We assessed the effect of walnuts on lipid and glucose metabolism, adipokines, inflammation and endothelial function in healthy Caucasian men and postmenopausal women ≥ 50 years old.
Forty subjects (mean ± SEM: age 60 ± 1 years, BMI 24.9 ± 0.6 kg/m2; 30 females) were included in a controlled, cross-over study and randomized to receive first a walnut-enriched (43 g/d) and then a Western-type (control) diet or vice-versa, with each lasting 8 weeks and separated by a 2-week wash-out. At the beginning and end of each diet phase, measurements of fasting values, a mixed meal test and an assessment of postprandial endothelial function (determination of microcirculation by peripheral artery tonometry) were conducted. Area under the curve (AUC), incremental AUC (iAUC) and treatment x time interaction (shape of the curve) were evaluated for postprandial triglycerides, VLDL-triglycerides, chylomicron-triglycerides, glucose and insulin.

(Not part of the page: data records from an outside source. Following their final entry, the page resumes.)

//! HNSW (Hierarchical Navigable Small World) graph over index slots.
//!
//! The graph stores topology only. Node `i` is slot `i` of the owning
//! [`VectorIndex`](super::VectorIndex); vectors are read from the slot
//! table passed into each call, so nothing is duplicated.
//!
//! # Algorithm
//!
//! - Each node gets a level drawn from an exponential distribution
//!   (`floor(-ln(u) / ln(m))`) using a fixed-seed LCG, so the same insertion
//!   sequence always produces the same graph.
//! - Insert: greedy descent from the entry point down to the node's level,
//!   then a beam search of width `ef_construction` per level, linking up to
//!   `m` neighbors (`2m` on level 0) in both directions and pruning
//!   overfull lists back to the closest ones.
//! - Search: greedy descent to level 1, then a beam search of width
//!   `max(k, ef_search)` on level 0.
//! - Removal is a soft delete. Deleted nodes still route searches but are
//!   never returned.

use std::cmp::{Ordering, Reverse};
use std::collections::{BinaryHeap, HashSet};

use super::{HnswParams, Metric, Slot};

const LCG_SEED: u64 = 42;
const MAX_LEVEL: u8 = 16;

/// Max-heap item ordered by score only.
#[derive(Debug, Clone, Copy)]
struct Scored {
    score: f32,
    slot: usize,
}

impl PartialEq for Scored {
    fn eq(&self, other: &Self) -> bool {
        self.cmp(other) == Ordering::Equal
    }
}

impl Eq for Scored {}

impl PartialOrd for Scored {
    fn partial_cmp(&self, other: &Self) -> Option<Ordering> {
        Some(self.cmp(other))
    }
}

impl Ord for Scored {
    fn cmp(&self, other: &Self) -> Ordering {
        self.score
            .total_cmp(&other.score)
            // Prefer the earlier slot on equal score.
            .then_with(|| other.slot.cmp(&self.slot))
    }
}

#[derive(Debug, Clone)]
struct GraphNode {
    neighbors: Vec<Vec<usize>>,
    deleted: bool,
}

#[derive(Debug, Clone)]
pub(crate) struct HnswGraph {
    params: HnswParams,
    metric: Metric,
    level_mult: f64,
    nodes: Vec<GraphNode>,
    entry_point: Option<usize>,
    level_max: u8,
    rng_state: u64,
}

impl HnswGraph {
    pub(crate) fn new(params: HnswParams, metric: Metric) -> Self {
        let m = params.m.max(2);
        Self {
            params: HnswParams { m, ..params },
            metric,
            level_mult: 1.0 / (m as f64).ln(),
            nodes: Vec::new(),
            entry_point: None,
            level_max: 0,
            rng_state: LCG_SEED,
        }
    }

    pub(crate) fn metric(&self) -> Metric {
        self.metric
    }

    pub(crate) fn len(&self) -> usize {
        self.nodes.len()
    }

    /// Link slot `slot` (which must equal the current node count) into the graph.
    pub(crate) fn insert(&mut self, slot: usize, slots: &[Slot]) {
        debug_assert_eq!(slot, self.nodes.len());
        let level = self.select_level();
        self.nodes.push(GraphNode {
            neighbors: vec![Vec::new(); level as usize + 1],
            deleted: false,
        });

        let Some(mut ep) = self.entry_point else {
            self.entry_point = Some(slot);
            self.level_max = level;
            return;
        };

        let target = &slots[slot];
        let query = target.entry.vector.values.as_slice();
        let norm = target.norm;

        let mut lc = self.level_max;
        while lc > level {
            ep = self.greedy_closest(ep, query, norm, lc, slots, false);
            lc -= 1;
        }

        for lc in (0..=level.min(self.level_max)).rev() {
            let found = self.search_layer(ep, query, norm, self.params.ef_construction, lc, slots);
            let limit = self.max_neighbors(lc);
            let selected: Vec<usize> = found
                .iter()
                .filter(|s| s.slot != slot)
                .take(limit)
                .map(|s| s.slot)
                .collect();

            for &n in &selected {
                self.link(slot, n, lc);
                self.link(n, slot, lc);
                self.prune(n, lc, limit, slots);
            }

            if let Some(best) = found.first() {
                ep = best.slot;
            }
        }

        if level > self.level_max {
            self.entry_point = Some(slot);
            self.level_max = level;
        }
    }

    pub(crate) fn mark_deleted(&mut self, slot: usize) {
        if let Some(node) = self.nodes.get_mut(slot) {
            node.deleted = true;
        }
    }

    /// Approximate top-`k` live slots, best first.
    pub(crate) fn search(
        &self,
        query: &[f32],
        query_norm: f32,
        k: usize,
        slots: &[Slot],
    ) -> Vec<(usize, f32)> {
        let Some(mut ep) = self.entry_point else {
            return Vec::new();
        };

        for lc in (1..=self.level_max).rev() {
            ep = self.greedy_closest(ep, query, query_norm, lc, slots, true);
        }

        let ef = k.max(self.params.ef_search);
        self.search_layer(ep, query, query_norm, ef, 0, slots)
            .into_iter()
            .filter(|s| !self.nodes[s.slot].deleted)
            .take(k)
            .map(|s| (s.slot, s.score))
            .collect()
    }

    fn max_neighbors(&self, level: u8) -> usize {
        if level == 0 {
            self.params.m * 2
        } else {
            self.params.m
        }
    }

    /// Draw a level from the fixed-seed LCG.
    fn select_level(&mut self) -> u8 {
        self.rng_state = self
            .rng_state
            .wrapping_mul(6364136223846793005)
            .wrapping_add(1442695040888963407);
        let r = ((self.rng_state >> 11) as f64 / (1u64 << 53) as f64).max(1e-12);
        let level = (-r.ln() * self.level_mult).floor();
        (level as u8).min(MAX_LEVEL)
    }

    fn similarity(&self, slot: usize, query: &[f32], query_norm: f32, slots: &[Slot]) -> f32 {
        let s = &slots[slot];
        self.metric
            .score_with_norms(&s.entry.vector.values, s.norm, query, query_norm)
    }

    fn greedy_closest(
        &self,
        entry: usize,
        query: &[f32],
        query_norm: f32,
        level: u8,
        slots: &[Slot],
        skip_deleted: bool,
    ) -> usize {
        let mut current = entry;
        let mut best = self.similarity(current, query, query_norm, slots);

        loop {
            let mut changed = false;
            if let Some(list) = self.nodes[current].neighbors.get(level as usize) {
                for &n in list {
                    if skip_deleted && self.nodes[n].deleted {
                        continue;
                    }
                    let sim = self.similarity(n, query, query_norm, slots);
                    if sim > best {
                        best = sim;
                        current = n;
                        changed = true;
                    }
                }
            }
            if !changed {
                return current;
            }
        }
    }

    /// Beam search on one level; returns up to `ef` slots sorted best first.
    fn search_layer(
        &self,
        entry: usize,
        query: &[f32],
        query_norm: f32,
        ef: usize,
        level: u8,
        slots: &[Slot],
    ) -> Vec<Scored> {
        let mut visited: HashSet<usize> = HashSet::new();
        let mut candidates: BinaryHeap<Scored> = BinaryHeap::new();
        let mut results: BinaryHeap<Reverse<Scored>> = BinaryHeap::new();

        let first = Scored {
            score: self.similarity(entry, query, query_norm, slots),
            slot: entry,
        };
        visited.insert(entry);
        candidates.push(first);
        results.push(Reverse(first));

        while let Some(current) = candidates.pop() {
            let worst = results.peek().map(|r| r.0.score).unwrap_or(f32::NEG_INFINITY);
            if current.score < worst && results.len() >= ef {
                break;
            }

            let Some(list) = self.nodes[current.slot].neighbors.get(level as usize) else {
                continue;
            };
            for &n in list {
                if !visited.insert(n) {
                    continue;
                }
                let score = self.similarity(n, query, query_norm, slots);
                let worst = results.peek().map(|r| r.0.score).unwrap_or(f32::NEG_INFINITY);
                if results.len() < ef || score > worst {
                    let item = Scored { score, slot: n };
                    candidates.push(item);
                    results.push(Reverse(item));
                    if results.len() > ef {
                        results.pop();
                    }
                }
            }
        }

        let mut out: Vec<Scored> = results.into_iter().map(|r| r.0).collect();
        out.sort_by(|a, b| b.cmp(a));
        out
    }

    fn link(&mut self, from: usize, to: usize, level: u8) {
        let node = &mut self.nodes[from];
        while node.neighbors.len() <= level as usize {
            node.neighbors.push(Vec::new());
        }
        let list = &mut node.neighbors[level as usize];
        if !list.contains(&to) {
            list.push(to);
        }
    }

    /// Keep only the `max` closest neighbors of `slot` on `level`.
    fn prune(&mut self, slot: usize, level: u8, max: usize, slots: &[Slot]) {
        let list = match self.nodes[slot].neighbors.get(level as usize) {
            Some(list) if list.len() > max => list.clone(),
            _ => return,
        };

        let base = &slots[slot];
        let mut scored: Vec<Scored> = list
            .into_iter()
            .map(|n| Scored {
                score: self.similarity(n, &base.entry.vector.values, base.norm, slots),
                slot: n,
            })
            .collect();
        scored.sort_by(|a, b| b.cmp(a));
        scored.truncate(max);

        self.nodes[slot].neighbors[level as usize] = scored.into_iter().map(|s| s.slot).collect();
    }
}
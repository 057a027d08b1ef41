//! `ragline ask`: retrieve, assemble context, generate a cited answer.
//!
//! Text output streams the answer as it is produced; `--json` waits for
//! the full [`GeneratedAnswer`]. Ctrl-C drops the in-flight query. Queries
//! never write to the index, so cancelling leaves it untouched.

use std::io::Write;

use anyhow::{bail, Result};
use futures::StreamExt;
use ragline_core::context::Citation;
use ragline_core::orchestrator::GeneratedAnswer;

use crate::config::Config;
use crate::engine::build_engine;
use crate::generation::create_generator;

pub async fn run_ask(config: &Config, query: &str, json: bool) -> Result<()> {
    let generator = create_generator(&config.generation)?;
    let engine = build_engine(config, generator)?;

    let work = async {
        if json {
            let answer = engine.answer(query).await?;
            print_json(&answer)
        } else {
            stream_answer(&engine, query).await
        }
    };

    tokio::select! {
        result = work => result,
        _ = tokio::signal::ctrl_c() => {
            eprintln!();
            bail!("Query cancelled")
        }
    }
}

fn print_json(answer: &GeneratedAnswer) -> Result<()> {
    println!("{}", serde_json::to_string_pretty(answer)?);
    Ok(())
}

async fn stream_answer(engine: &ragline_core::RagEngine, query: &str) -> Result<()> {
    let (prepared, mut stream) = engine.orchestrator().answer_stream(query).await?;

    if !prepared.grounded() {
        println!("(no supporting documents found; this answer is not grounded)");
        println!();
    }

    let mut stdout = std::io::stdout();
    while let Some(fragment) = stream.next().await {
        let fragment = fragment?;
        print!("{}", fragment);
        stdout.flush()?;
    }
    println!();

    print_sources(&prepared.citations());
    Ok(())
}

fn print_sources(citations: &[Citation]) {
    if citations.is_empty() {
        return;
    }
    println!();
    println!("Sources:");
    for c in citations {
        let truncated = if c.truncated { " (truncated)" } else { "" };
        println!(
            "  [{}] {} {}..{} score {:.3}{}",
            c.marker, c.source, c.start, c.end, c.score, truncated
        );
    }
}
//! `ragline search`: retrieval only, no generation.

use std::sync::Arc;

use anyhow::Result;
use ragline_core::models::RetrievalResult;

use crate::config::Config;
use crate::engine::build_engine;
use crate::generation::DisabledGenerator;

const EXCERPT_CHARS: usize = 160;

pub async fn run_search(
    config: &Config,
    query: &str,
    k: Option<usize>,
    threshold: Option<f32>,
    json: bool,
) -> Result<()> {
    let engine = build_engine(config, Arc::new(DisabledGenerator))?;
    let results = engine.retrieve(query, k, threshold).await?;

    if json {
        println!("{}", serde_json::to_string_pretty(&results)?);
        return Ok(());
    }

    if results.is_empty() {
        println!("No results.");
        return Ok(());
    }

    for result in &results {
        print_result(result);
    }
    Ok(())
}

fn print_result(result: &RetrievalResult) {
    println!(
        "{}. [{:.3}] {} #{}",
        result.rank, result.score, result.source, result.chunk_index
    );
    println!("    span: {}..{}", result.start, result.end);
    println!("    excerpt: \"{}\"", excerpt(&result.text));
    println!("    id: {}", result.chunk_id);
    println!("    document: {}", result.document_id);
    println!();
}

/// One-line preview of a chunk.
pub fn excerpt(text: &str) -> String {
    let flat = text.split_whitespace().collect::<Vec<_>>().join(" ");
    if flat.chars().count() <= EXCERPT_CHARS {
        return flat;
    }
    let cut: String = flat.chars().take(EXCERPT_CHARS).collect();
    format!("{}…", cut.trim_end())
}

#[cfg(test)]
mod tests {
    use super::*;

    #[test]
    fn test_excerpt_flattens_whitespace() {
        assert_eq!(excerpt("a\n\n  b\tc"), "a b c");
    }

    #[test]
    fn test_excerpt_truncates_on_char_boundary() {
        let text = "é".repeat(500);
        let out = excerpt(&text);
        assert_eq!(out.chars().count(), EXCERPT_CHARS + 1);
        assert!(out.ends_with('…'));
    }
}
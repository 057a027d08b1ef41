//! Shared JSON-over-HTTP plumbing for the OpenAI and Ollama adapters.
//!
//! Failure classification:
//!
//! | Outcome | Kind |
//! |---------|------|
//! | network error, timeout | transient |
//! | HTTP 429, 5xx | transient |
//! | other non-2xx | permanent |
//! | unparseable body | permanent |

use std::time::Duration;

use anyhow::Result;
use ragline_core::error::{Capability, CapabilityError};
use reqwest::StatusCode;

/// Build a client with the configured request timeout.
pub fn client(timeout_secs: u64) -> Result<reqwest::Client> {
    Ok(reqwest::Client::builder()
        .timeout(Duration::from_secs(timeout_secs))
        .build()?)
}

pub fn is_retryable(status: StatusCode) -> bool {
    status == StatusCode::TOO_MANY_REQUESTS || status.is_server_error()
}

/// Send `request` and decode a JSON body, classifying failures for retry.
pub async fn send_json(
    request: reqwest::RequestBuilder,
    capability: Capability,
    provider: &str,
) -> std::result::Result<serde_json::Value, CapabilityError> {
    let response = request.send().await.map_err(|e| {
        CapabilityError::transient(capability, format!("{} request failed: {}", provider, e))
    })?;

    let status = response.status();
    if !status.is_success() {
        let body_text = response.text().await.unwrap_or_default();
        let message = format!("{} API error {}: {}", provider, status, body_text);
        return Err(if is_retryable(status) {
            CapabilityError::transient(capability, message)
        } else {
            CapabilityError::permanent(capability, message)
        });
    }

    response.json().await.map_err(|e| {
        CapabilityError::permanent(capability, format!("Invalid {} response: {}", provider, e))
    })
}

Compared with the control diet, the walnut diet significantly reduced non-HDL-cholesterol (walnut vs. control: -10 ± 3 vs. -3 ± 2 mg/dL; p = 0.025) and apolipoprotein-B (-5.0 ± 1.3 vs. -0.2 ± 1.1 mg/dL; p = 0.009) after adjusting for age, gender, BMI and diet sequence. Total cholesterol showed a trend toward reduction (p = 0.073). Fasting VLDL-cholesterol, LDL-cholesterol, HDL-cholesterol, triglycerides and glucose, insulin, HOMA-IR, and HbA1c did not change significantly. Similarly, fasting adipokines, C-reactive protein, biomarkers of endothelial dysfunction, postprandial lipid and glucose metabolism and endothelial function were unaffected.
Daily consumption of 43 g of walnuts for 8 weeks significantly reduced non-HDL-cholesterol and apolipoprotein-B, which may explain in part the epidemiological observation that regular walnut consumption decreases CHD risk.